Grand Inquisitor of Spain (1444–1523)

Diego de Deza y Tavera (1444 – 9 June 1523) was a theologian and inquisitor of Spain. He was one of the more notable figures in the Spanish Inquisition, and succeeded Tomás de Torquemada to the post of Grand Inquisitor.

==Early life==
Deza was born in Toro, Zamora and entered the Dominican Order at a young age. He held a number of ecclesiastical posts, and also tutored Prince Juan de Aragón y Castilla, also known as John, Prince of Asturias, the only surviving son of King Ferdinand and Queen Isabella.

He was fundamental in granting navigator Christopher Columbus access to Queen Isabella and King Ferdinand.

After first serving as Bishop of Zamora (1487–1494), Bishop of Salamanca (1494–1498), Bishop of Jaén (1498–1500), and Bishop of Palencia (February 1500 – 1504), he became Archbishop of Seville in 1505. Deza was commissioned as Grand Inquisitor for Castile, León, and Granada on 24 November 1498. On 1 September of the following year, his authority was expanded to cover the whole of Spain.

==The Inquisition==
Deza was the successor to Tomás de Torquemada, perhaps the most famous of all inquisitors. Like Torquemada, Deza had a particular dislike of conversos – Jews or Muslims who had converted to Christianity but who were often accused of secretly retaining their original faith.

It is reported that shortly after his arrival to Palencia, he managed, on 25 April 1500, to baptize all the "moriscos" established there. As the 25 April was St Mark's day according to the calendar, the then-named "Morería" street has since been known as "San Marcos" street. He was commissioned as Archbishop of Seville on 30 October 1504. But, after the death a few days later of Queen Isabella I of Castile, he had to attend urgent meetings with the other two attorneys of the dead queen, King Consort Ferdinand II of Aragon and Cardinal Francisco Ximenez de Cisneros.

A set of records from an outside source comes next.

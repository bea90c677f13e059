//! Batch driver: Harvesting -> Extracting -> Filtering -> Exported.
//!
//! Each stage drains fully before the next starts. A tripped [`CancelToken`]
//! stops harvesting or extraction after the current document; whatever was
//! completed is still filtered and written.

use chrono::{DateTime, Utc};
use serde::Serialize;
use std::io::{BufWriter, Write};
use std::path::PathBuf;
use std::sync::atomic::{AtomicBool, Ordering};
use std::sync::Arc;
use tracing::{info, warn};

use crate::archive::{PageArchive, PageKey};
use crate::config::ExtractionConfig;
use crate::error::Result;
use crate::export::{filter_by_ratio, ratio_file_name, write_json};
use crate::extract::{extract, CryptoRecord};
use crate::harvest::Harvester;
use crate::listing::detail_slugs;

pub const LISTING_ARCHIVE_FILE: &str = "cmc_pages.json";
pub const DETAIL_ARCHIVE_FILE: &str = "cmc_detail.json";
pub const RECORDS_FILE: &str = "cryptomonnaie.json";
pub const SUMMARY_FILE: &str = "run_summary.json";

#[derive(Debug, Clone, Copy, PartialEq, Eq, Serialize)]
#[serde(rename_all = "snake_case")]
pub enum Stage {
    Harvesting,
    Extracting,
    Filtering,
    Exported,
}

/// Shared "stop after the current document" flag.
#[derive(Debug, Clone, Default)]
pub struct CancelToken(Arc<AtomicBool>);

impl CancelToken {
    pub fn new() -> Self {
        Self::default()
    }

    pub fn cancel(&self) {
        self.0.store(true, Ordering::SeqCst);
    }

    pub fn is_cancelled(&self) -> bool {
        self.0.load(Ordering::SeqCst)
    }
}

/// Counts that tell "nothing fetched" apart from "nothing kept".
#[derive(Debug, Clone, Serialize)]
pub struct RunSummary {
    pub listing_pages: usize,
    pub slugs_found: usize,
    pub harvested: usize,
    pub failed: usize,
    pub extracted: usize,
    pub with_ratio: usize,
    pub kept: usize,
    pub ratio_threshold: f64,
    pub cancelled: bool,
    pub stage: Stage,
    pub records_path: Option<PathBuf>,
    pub kept_path: Option<PathBuf>,
    pub started_at: DateTime<Utc>,
    pub finished_at: Option<DateTime<Utc>>,
}

impl RunSummary {
    fn start(ratio_threshold: f64) -> Self {
        Self {
            listing_pages: 0,
            slugs_found: 0,
            harvested: 0,
            failed: 0,
            extracted: 0,
            with_ratio: 0,
            kept: 0,
            ratio_threshold,
            cancelled: false,
            stage: Stage::Harvesting,
            records_path: None,
            kept_path: None,
            started_at: Utc::now(),
            finished_at: None,
        }
    }
}

pub struct Pipeline {
    config: ExtractionConfig,
    output_dir: PathBuf,
    cancel: CancelToken,
}

impl Pipeline {
    pub fn new(config: ExtractionConfig, output_dir: impl Into<PathBuf>, cancel: CancelToken) -> Self {
        Self {
            config,
            output_dir: output_dir.into(),
            cancel,
        }
    }

    /// Full run: list, fetch details, extract, filter, export.
    pub async fn run<H>(&self, harvester: &H, list_pages: u32) -> Result<RunSummary>
    where
        H: Harvester + ?Sized,
    {
        let mut summary = RunSummary::start(self.config.ratio_threshold);
        info!(stage = ?Stage::Harvesting, list_pages, "starting");

        let listing = harvester.fetch_listing_pages(list_pages, &self.cancel).await?;
        summary.listing_pages = listing.len();
        self.save_archive(&listing, LISTING_ARCHIVE_FILE);

        let mut slugs: Vec<String> = Vec::new();
        for page in &listing {
            for slug in detail_slugs(&page.html) {
                if !slugs.contains(&slug) {
                    slugs.push(slug);
                }
            }
        }
        summary.slugs_found = slugs.len();
        if let Some(limit) = self.config.record_limit {
            slugs.truncate(limit);
        }
        info!(found = summary.slugs_found, taking = slugs.len(), "detail links collected");

        let mut details = PageArchive::new();
        for (i, slug) in slugs.iter().enumerate() {
            if self.cancel.is_cancelled() {
                info!(done = i, total = slugs.len(), "harvesting cancelled");
                summary.cancelled = true;
                break;
            }
            match harvester.fetch_detail_document(slug).await {
                Ok(html) => {
                    details.push(PageKey::Slug(slug.clone()), Some(harvester.detail_url(slug)), html);
                }
                Err(err) => {
                    warn!(slug = %slug, error = %err, "skipping detail page");
                    summary.failed += 1;
                }
            }
        }
        summary.harvested = details.len();
        summary.cancelled |= self.cancel.is_cancelled();
        self.save_archive(&details, DETAIL_ARCHIVE_FILE);

        self.finish(&details, summary)
    }

    // The archives only serve offline replays; losing one must not cost the export.
    fn save_archive(&self, archive: &PageArchive, name: &str) {
        let path = self.output_dir.join(name);
        if let Err(err) = archive.save(&path) {
            warn!(path = %path.display(), error = %err, "could not save page archive");
        }
    }

    /// Offline run over a saved detail archive.
    pub fn run_archive(&self, details: &PageArchive) -> Result<RunSummary> {
        let mut summary = RunSummary::start(self.config.ratio_threshold);
        summary.harvested = details.len();
        self.finish(details, summary)
    }

    /// Extracts records in archive order, honoring the record limit and the
    /// cancel flag. The flag reports whether extraction stopped early.
    pub fn extract_all(&self, details: &PageArchive) -> (Vec<CryptoRecord>, bool) {
        self.extract_pages(details, true)
    }

    // Pages already harvested before a cancel are always extracted.
    fn extract_pages(&self, details: &PageArchive, watch_cancel: bool) -> (Vec<CryptoRecord>, bool) {
        let limit = self.config.record_limit.unwrap_or(usize::MAX);
        let mut records = Vec::with_capacity(details.len().min(limit));

        for page in details.pages().iter().take(limit) {
            if watch_cancel && self.cancel.is_cancelled() {
                info!(done = records.len(), "extraction cancelled");
                return (records, true);
            }
            let mut record = extract(&page.html, &self.config.stat_labels);
            if let Some(url) = &page.url {
                record = record.with_source_link(url.clone());
            }
            info!("{}", record.summary_line(records.len() + 1));
            records.push(record);
        }

        (records, false)
    }

    fn finish(&self, details: &PageArchive, mut summary: RunSummary) -> Result<RunSummary> {
        summary.stage = Stage::Extracting;
        info!(stage = ?summary.stage, documents = details.len(), "starting");
        let (records, cancelled) = self.extract_pages(details, !summary.cancelled);
        summary.cancelled |= cancelled;
        summary.extracted = records.len();
        summary.with_ratio = records.iter().filter(|r| r.ratio.is_some()).count();

        let records_path = write_json(self.output_dir.join(RECORDS_FILE), &records)?;

        summary.stage = Stage::Filtering;
        let kept = filter_by_ratio(records, self.config.ratio_threshold);
        summary.kept = kept.len();
        info!(
            stage = ?summary.stage,
            kept = summary.kept,
            threshold = self.config.ratio_threshold,
            "filtered"
        );

        let kept_path = write_json(
            self.output_dir.join(ratio_file_name(self.config.ratio_threshold)),
            &kept,
        )?;

        summary.stage = Stage::Exported;
        summary.records_path = Some(records_path);
        summary.kept_path = Some(kept_path);
        summary.finished_at = Some(Utc::now());

        let file = std::fs::File::create(self.output_dir.join(SUMMARY_FILE))?;
        let mut out = BufWriter::new(file);
        serde_json::to_writer_pretty(&mut out, &summary)?;
        out.flush()?;

        info!(
            harvested = summary.harvested,
            failed = summary.failed,
            extracted = summary.extracted,
            kept = summary.kept,
            cancelled = summary.cancelled,
            "run complete"
        );
        Ok(summary)
    }
}

#[cfg(test)]
mod tests {
    use super::*;

    fn details(n: usize) -> PageArchive {
        let mut archive = PageArchive::new();
        for i in 0..n {
            archive.push(PageKey::Slug(format!("coin-{i}")), None, format!("<h1>Coin {i}</h1>"));
        }
        archive
    }

    #[test]
    fn extraction_respects_limit() {
        let config = ExtractionConfig {
            record_limit: Some(2),
            ..ExtractionConfig::default()
        };
        let pipeline = Pipeline::new(config, ".", CancelToken::new());
        let (records, cancelled) = pipeline.extract_all(&details(5));
        assert_eq!(records.len(), 2);
        assert!(!cancelled);
        assert_eq!(records[1].name, "Coin 1");
    }

    #[test]
    fn cancelled_extraction_stops_early() {
        let token = CancelToken::new();
        token.cancel();
        let pipeline = Pipeline::new(ExtractionConfig::default(), ".", token);
        let (records, cancelled) = pipeline.extract_all(&details(3));
        assert!(records.is_empty());
        assert!(cancelled);
    }

    #[test]
    fn extraction_is_repeatable() {
        let pipeline = Pipeline::new(ExtractionConfig::default(), ".", CancelToken::new());
        let archive = details(3);
        assert_eq!(pipeline.extract_all(&archive).0, pipeline.extract_all(&archive).0);
    }
}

Arriving in Seville in October 1505, just one year after his appointment, Deza prepared to perform the same conversions to Christianity as he had "achieved" five years earlier in Palencia. With the help of Martín de Ullate, "numerous" Sevillian Muslims and Jews were thus converted no later than the end of 1505. He also held the inquisitorial enquiries on the new Archbishopric of Granada, conquered in 1492 with truces about respecting the private religious beliefs of Granada Muslims soon to be ignored.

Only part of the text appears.